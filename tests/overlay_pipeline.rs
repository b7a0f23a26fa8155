use anyhow::{anyhow, Result};
use image::{ColorType, Rgb, RgbImage, RgbaImage};
use std::cell::RefCell;
use std::fs;
use std::path::{Path, PathBuf};
use std::sync::atomic::AtomicBool;
use std::sync::Arc;
use tempfile::{tempdir, TempDir};

use eyepop_overlay::video::{
    run_batch, EncodeJob, FrameRate, MediaBackend, PipelineOptions, ProcessOutcome,
    VideoOverlayPipeline, VideoProbe,
};
use eyepop_overlay::cache::{self, cache_path_for};
use eyepop_overlay::{DetectedObject, DetectionResult};

#[derive(Default)]
struct Calls {
    probes: usize,
    extracts: usize,
    encodes: Vec<(FrameRate, Option<PathBuf>, PathBuf)>,
}

/// In-process stand-in for ffmpeg: extraction writes black PNG frames, encoding
/// copies the rendered frames to `captured` and writes a dummy output file.
struct FakeMedia {
    probe: Option<VideoProbe>,
    frames: u32,
    size: (u32, u32),
    fail_extract: bool,
    /// Extract RGBA frames instead of RGB.
    rgba: bool,
    captured: PathBuf,
    calls: RefCell<Calls>,
}

impl FakeMedia {
    fn new(captured: &Path, frames: u32) -> Self {
        Self {
            probe: Some(VideoProbe {
                frame_rate: FrameRate { num: 1, den: 1 },
                width: 32,
                height: 32,
                has_audio: false,
            }),
            frames,
            size: (32, 32),
            fail_extract: false,
            rgba: false,
            captured: captured.to_path_buf(),
            calls: RefCell::new(Calls::default()),
        }
    }

    fn total_calls(&self) -> usize {
        let calls = self.calls.borrow();
        calls.probes + calls.extracts + calls.encodes.len()
    }
}

impl MediaBackend for FakeMedia {
    fn name(&self) -> &'static str {
        "fake"
    }

    fn probe(&self, _input: &Path) -> Result<VideoProbe> {
        self.calls.borrow_mut().probes += 1;
        self.probe.clone().ok_or_else(|| anyhow!("no video stream found"))
    }

    fn extract_frames(&self, _input: &Path, frames_dir: &Path) -> Result<()> {
        self.calls.borrow_mut().extracts += 1;
        if self.fail_extract {
            fs::write(frames_dir.join("00000001.png"), b"partial")?;
            return Err(anyhow!("ffmpeg exited with 1: invalid data"));
        }
        let (w, h) = self.size;
        for i in 1..=self.frames {
            let path = frames_dir.join(format!("{i:08}.png"));
            if self.rgba {
                RgbaImage::new(w, h).save(path)?;
            } else {
                RgbImage::new(w, h).save(path)?;
            }
        }
        Ok(())
    }

    fn encode(&self, job: &EncodeJob<'_>) -> Result<()> {
        fs::create_dir_all(&self.captured)?;
        for entry in fs::read_dir(job.frames_dir)? {
            let path = entry?.path();
            if let Some(name) = path.file_name() {
                fs::copy(&path, self.captured.join(name))?;
            }
        }
        fs::write(job.output, b"mp4")?;
        self.calls.borrow_mut().encodes.push((
            job.frame_rate,
            job.audio_source.map(Path::to_path_buf),
            job.output.to_path_buf(),
        ));
        Ok(())
    }
}

struct Fixture {
    dir: TempDir,
}

impl Fixture {
    fn new() -> Self {
        Self {
            dir: tempdir().unwrap(),
        }
    }

    fn path(&self, name: &str) -> PathBuf {
        self.dir.path().join(name)
    }

    fn scratch(&self) -> PathBuf {
        self.path("scratch")
    }

    fn options(&self) -> PipelineOptions {
        PipelineOptions {
            scratch_root: Some(self.scratch()),
            ..PipelineOptions::default()
        }
    }

    fn scratch_entries(&self) -> usize {
        match fs::read_dir(self.scratch()) {
            Ok(entries) => entries.count(),
            Err(_) => 0,
        }
    }
}

fn ball_at(frame: f64, x: f32, y: f32, trace_id: Option<u64>) -> DetectionResult {
    DetectionResult {
        frame: Some(frame),
        objects: vec![DetectedObject {
            category: Some("ball".into()),
            x: Some(x),
            y: Some(y),
            width: Some(5.0),
            height: Some(5.0),
            trace_id,
            ..DetectedObject::default()
        }],
        ..DetectionResult::default()
    }
}

#[test]
fn draws_detections_on_matching_frames_only() {
    let fx = Fixture::new();
    let backend = FakeMedia::new(&fx.path("captured"), 2);
    let pipeline = VideoOverlayPipeline::new(backend).with_options(fx.options());
    let output = fx.path("out/clip_output.mp4");

    let outcome = pipeline
        .process_video(&fx.path("clip.mp4"), &output, &[ball_at(0.0, 10.0, 10.0, None)])
        .unwrap();

    match outcome {
        ProcessOutcome::Rendered(stats) => {
            assert_eq!(stats.frames, 2);
            assert_eq!(stats.annotated, 1);
            assert!(!stats.has_audio);
        }
        other => panic!("unexpected outcome {other:?}"),
    }
    assert!(output.exists());

    let first = image::open(fx.path("captured/00000001.png")).unwrap().to_rgb8();
    assert_eq!(*first.get_pixel(10, 10), Rgb([0, 255, 0]));
    assert_eq!(*first.get_pixel(0, 0), Rgb([0, 0, 0]));
    let second = image::open(fx.path("captured/00000002.png")).unwrap().to_rgb8();
    assert_eq!(*second.get_pixel(10, 10), Rgb([0, 0, 0]));

    let calls = pipeline.backend().calls.borrow();
    assert_eq!(calls.encodes.len(), 1);
    let (rate, audio, encoded) = &calls.encodes[0];
    assert_eq!(*rate, FrameRate { num: 1, den: 1 });
    assert!(audio.is_none());
    assert_eq!(encoded, &output);
    assert_eq!(fx.scratch_entries(), 0);
}

#[test]
fn every_encoded_frame_is_rgb8() {
    let fx = Fixture::new();
    let mut backend = FakeMedia::new(&fx.path("captured"), 2);
    backend.rgba = true;
    let pipeline = VideoOverlayPipeline::new(backend).with_options(fx.options());

    pipeline
        .process_video(&fx.path("clip.mp4"), &fx.path("out.mp4"), &[ball_at(0.0, 4.0, 4.0, None)])
        .unwrap();

    for name in ["00000001.png", "00000002.png"] {
        let frame = image::open(fx.path("captured").join(name)).unwrap();
        assert_eq!(frame.color(), ColorType::Rgb8, "{name}");
    }
}

#[test]
fn audio_source_is_the_input_when_present() {
    let fx = Fixture::new();
    let mut backend = FakeMedia::new(&fx.path("captured"), 1);
    if let Some(probe) = backend.probe.as_mut() {
        probe.has_audio = true;
        probe.frame_rate = FrameRate { num: 30000, den: 1001 };
    }
    let pipeline = VideoOverlayPipeline::new(backend).with_options(fx.options());
    let input = fx.path("clip.mov");

    pipeline
        .process_video(&input, &fx.path("clip_output.mp4"), &[])
        .unwrap();

    let calls = pipeline.backend().calls.borrow();
    let (rate, audio, _) = &calls.encodes[0];
    assert_eq!(*rate, FrameRate { num: 30000, den: 1001 });
    assert_eq!(audio.as_deref(), Some(input.as_path()));
}

#[test]
fn existing_output_is_left_untouched() {
    let fx = Fixture::new();
    let output = fx.path("clip_output.mp4");
    fs::write(&output, b"previous run").unwrap();
    let pipeline =
        VideoOverlayPipeline::new(FakeMedia::new(&fx.path("captured"), 1)).with_options(fx.options());

    let outcome = pipeline
        .process_video(&fx.path("clip.mp4"), &output, &[ball_at(0.0, 1.0, 1.0, None)])
        .unwrap();

    assert_eq!(outcome, ProcessOutcome::Skipped);
    assert_eq!(pipeline.backend().total_calls(), 0);
    assert_eq!(fs::read(&output).unwrap(), b"previous run");
    assert!(!fx.scratch().exists());
}

#[test]
fn finished_video_is_skipped_without_a_detection_cache() {
    let fx = Fixture::new();
    let output = fx.path("clip_overlay.mp4");
    fs::write(&output, b"previous run").unwrap();
    let pipeline =
        VideoOverlayPipeline::new(FakeMedia::new(&fx.path("captured"), 1)).with_options(fx.options());

    let outcome = pipeline
        .process_cached(&fx.path("clip.mp4"), &output, &fx.path("clip.mp4.json"))
        .unwrap();

    assert_eq!(outcome, ProcessOutcome::Skipped);
    assert_eq!(pipeline.backend().total_calls(), 0);
    assert_eq!(fs::read(&output).unwrap(), b"previous run");
}

#[test]
fn cached_detections_are_rendered_and_missing_cache_is_an_error() {
    let fx = Fixture::new();
    let input = fx.path("clip.mp4");
    let pipeline =
        VideoOverlayPipeline::new(FakeMedia::new(&fx.path("captured"), 1)).with_options(fx.options());

    let err = pipeline
        .process_cached(&input, &fx.path("clip_overlay.mp4"), &cache_path_for(&input))
        .unwrap_err();
    assert!(err.to_string().contains("no detections found"));
    assert_eq!(pipeline.backend().total_calls(), 0);

    cache::save(&cache_path_for(&input), &[ball_at(0.0, 10.0, 10.0, None)]).unwrap();
    let outcome = pipeline
        .process_cached(&input, &fx.path("clip_overlay.mp4"), &cache_path_for(&input))
        .unwrap();
    match outcome {
        ProcessOutcome::Rendered(stats) => assert_eq!(stats.annotated, 1),
        other => panic!("unexpected outcome {other:?}"),
    }
}

#[test]
fn missing_video_stream_fails_before_scratch_is_created() {
    let fx = Fixture::new();
    let mut backend = FakeMedia::new(&fx.path("captured"), 1);
    backend.probe = None;
    let pipeline = VideoOverlayPipeline::new(backend).with_options(fx.options());

    let err = pipeline
        .process_video(&fx.path("audio_only.mp4"), &fx.path("out.mp4"), &[])
        .unwrap_err();

    assert!(err.to_string().contains("no video stream"));
    assert!(!fx.scratch().exists());
    assert_eq!(pipeline.backend().calls.borrow().extracts, 0);
}

#[test]
fn extraction_failure_removes_scratch() {
    let fx = Fixture::new();
    let mut backend = FakeMedia::new(&fx.path("captured"), 1);
    backend.fail_extract = true;
    let pipeline = VideoOverlayPipeline::new(backend).with_options(fx.options());

    let err = pipeline
        .process_video(&fx.path("clip.mp4"), &fx.path("out.mp4"), &[])
        .unwrap_err();

    assert!(format!("{err:#}").contains("invalid data"));
    assert_eq!(fx.scratch_entries(), 0);
    assert!(!fx.path("out.mp4").exists());
}

#[test]
fn cancellation_stops_between_frames_and_cleans_up() {
    let fx = Fixture::new();
    let cancel = Arc::new(AtomicBool::new(true));
    let pipeline = VideoOverlayPipeline::new(FakeMedia::new(&fx.path("captured"), 3))
        .with_options(fx.options())
        .with_cancel_flag(cancel);

    let err = pipeline
        .process_video(&fx.path("clip.mp4"), &fx.path("out.mp4"), &[])
        .unwrap_err();

    assert!(err.to_string().contains("interrupted"));
    assert!(pipeline.backend().calls.borrow().encodes.is_empty());
    assert_eq!(fx.scratch_entries(), 0);
}

#[test]
fn trace_trail_is_drawn_between_past_positions() {
    let fx = Fixture::new();
    let mut backend = FakeMedia::new(&fx.path("captured"), 2);
    backend.size = (64, 64);
    let pipeline = VideoOverlayPipeline::new(backend).with_options(fx.options());
    let buffer = [
        ball_at(0.0, 10.0, 40.0, Some(1)),
        ball_at(1.0, 40.0, 40.0, Some(1)),
    ];

    pipeline
        .process_video(&fx.path("clip.mp4"), &fx.path("out.mp4"), &buffer)
        .unwrap();

    // Centroids are (12.5, 42.5) and (42.5, 42.5); the trail crosses x = 27.
    // Trace id 1 maps to the second palette entry.
    let second = image::open(fx.path("captured/00000002.png")).unwrap().to_rgb8();
    assert_eq!(*second.get_pixel(27, 42), Rgb([255, 64, 0]));
}

#[test]
fn batch_isolates_failures_and_skips_finished_videos() {
    let fx = Fixture::new();
    let out_dir = fx.path("output_video");
    fs::create_dir_all(&out_dir).unwrap();
    fs::write(out_dir.join("done_output.mp4"), b"old").unwrap();
    let inputs = vec![fx.path("broken.mp4"), fx.path("done.mp4"), fx.path("fresh.mov")];
    let pipeline =
        VideoOverlayPipeline::new(FakeMedia::new(&fx.path("captured"), 1)).with_options(fx.options());

    let mut loaded = Vec::new();
    let report = run_batch(&pipeline, &inputs, &out_dir, "_output", |input| {
        loaded.push(input.to_path_buf());
        if input.ends_with("broken.mp4") {
            return Err(anyhow!("corrupt cache"));
        }
        Ok(vec![ball_at(0.0, 2.0, 2.0, None)])
    });

    assert_eq!(report.rendered, vec![fx.path("fresh.mov")]);
    assert_eq!(report.skipped, vec![fx.path("done.mp4")]);
    assert_eq!(report.failed.len(), 1);
    assert!(report.failed[0].1.contains("corrupt cache"));
    assert_eq!(loaded, vec![fx.path("broken.mp4"), fx.path("fresh.mov")]);
    assert!(out_dir.join("fresh_output.mp4").exists());
    assert!(!report.is_clean());
}

#[test]
fn batch_stops_when_cancelled() {
    let fx = Fixture::new();
    let pipeline = VideoOverlayPipeline::new(FakeMedia::new(&fx.path("captured"), 1))
        .with_options(fx.options())
        .with_cancel_flag(Arc::new(AtomicBool::new(true)));

    let report = run_batch(
        &pipeline,
        &[fx.path("a.mp4"), fx.path("b.mp4")],
        &fx.path("out"),
        "_output",
        |_| Ok(Vec::new()),
    );

    assert!(report.cancelled);
    assert!(report.rendered.is_empty());
    assert_eq!(pipeline.backend().total_calls(), 0);
}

################

YOUR ASSIGNMENT | Go through the material and report each line that holds the string "AtomicBool".

RESULT FOR THIS EXERCISE |
use std::sync::atomic::AtomicBool;
    let cancel = Arc::new(AtomicBool::new(true));
        .with_cancel_flag(Arc::new(AtomicBool::new(true)));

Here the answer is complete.